Partition constant and volume of distribution as predictors of clinical efficacy of lipid rescue for toxicological emergencies.

Author information

1
Department of Laboratory Medicine, University of California San Francisco, San Francisco, CA 94107, USA. deborah.french@ucsf.edu

Abstract

CONTEXT:

Lipid infusion is useful in reversing cardiac toxicity of local anesthetics, and recent reports indicate it may be useful in resuscitation from toxicity induced by a variety of other drugs. While the mechanism behind the utility of lipid rescue remains to be fully elucidated, the predominant effect appears to be creation of a "lipid sink".

OBJECTIVE:

Determine whether the extraction of drugs by lipid, and hence the clinical efficacy of lipid rescue in toxicological emergencies can be predicted by specific drug properties.

MATERIALS AND METHODS:

Each drug investigated was added individually to human drug-free serum. Intralipid® was added to this drug-containing serum, shaken and then incubated at 37°C. The lipid was removed by ultracentrifugation and the concentration of drug remaining in the serum was measured by high-pressure liquid chromatography.

RESULTS:

In this in vitro model, the ability of lipid emulsion to bind a drug was largely dependent upon the drug's lipid partition constant.

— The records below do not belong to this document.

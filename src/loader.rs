// Copyright 2023 Datafuse Labs.
//
// Licensed under the Apache License, Version 2.0 (the "License");
// you may not use this file except in compliance with the License.
// You may obtain a copy of the License at
//
//     http://www.apache.org/licenses/LICENSE-2.0
//
// Unless required by applicable law or agreed to in writing, software
// distributed under the License is distributed on an "AS IS" BASIS,
// WITHOUT WARRANTIES OR CONDITIONS OF ANY KIND, either express or implied.
// See the License for the specific language governing permissions and
// limitations under the License.

use std::path::PathBuf;

use crate::bundle::Bundle;
use crate::de::parse_value;
use crate::error::Error;
use crate::error::Result;
use crate::json::JsonValue;
use crate::name::ResourceName;
use crate::value::Value;

/// Extension used when the requested file name has none.
pub const DEFAULT_EXTENSION: &str = "json";

/// Load and decode a JSON resource from `bundle`.
///
/// `file_name` is split into base name and extension (`json` when absent)
/// and resolved through the bundle. The decoded value is returned as is,
/// so a file holding a bare scalar yields that scalar.
///
/// # Errors
///
/// - [`Error::NotFound`] if the name is invalid or the bundle has no such resource.
/// - [`Error::Read`] if the resolved file cannot be read.
/// - [`Error::Decode`] if the file is not valid JSON.
pub fn load_json<B>(file_name: &str, bundle: &B) -> Result<Value>
where
    B: Bundle + ?Sized,
{
    let buf = read_resource(file_name, bundle)?;
    parse_value(&buf)
}

/// Load a JSON resource from `bundle` and classify it as a [`JsonValue`],
/// keeping the file contents as the raw bytes.
///
/// Fails the same way as [`load_json`].
pub fn load<B>(file_name: &str, bundle: &B) -> Result<JsonValue>
where
    B: Bundle + ?Sized,
{
    let buf = read_resource(file_name, bundle)?;
    JsonValue::from_vec(buf)
}

fn read_resource<B>(file_name: &str, bundle: &B) -> Result<Vec<u8>>
where
    B: Bundle + ?Sized,
{
    let name = ResourceName::parse(file_name)?.with_default_extension(DEFAULT_EXTENSION);
    let path = resolve(&name, bundle).ok_or_else(|| {
        tracing::debug!(%name, "resource not found in bundle");
        Error::not_found(file_name)
    })?;
    tracing::debug!(%name, path = %path.display(), "resolved resource");

    bundle
        .read(&path)
        .map_err(|source| Error::Read { path, source })
}

fn resolve<B>(name: &ResourceName, bundle: &B) -> Option<PathBuf>
where
    B: Bundle + ?Sized,
{
    let extension = name.extension().unwrap_or_default();
    bundle.resolve_path(name.base(), extension)
}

Additionally, using a multiple linear regression model, the prediction of binding could be improved by combining the lipid partition constant with the volume of distribution together accounting for approximately 88% of the variation in the decrease in serum drug concentration with the administration of lipid emulsion.

CONCLUSIONS:

The lipid partition constant and volume of distribution can likely be used to predict the efficacy of lipid infusion in reversing the cardiac toxicity induced by anesthetics or other medications.

PMID:
21981684
DOI:
10.3109/15563650.2011.617308
[Indexed for MEDLINE]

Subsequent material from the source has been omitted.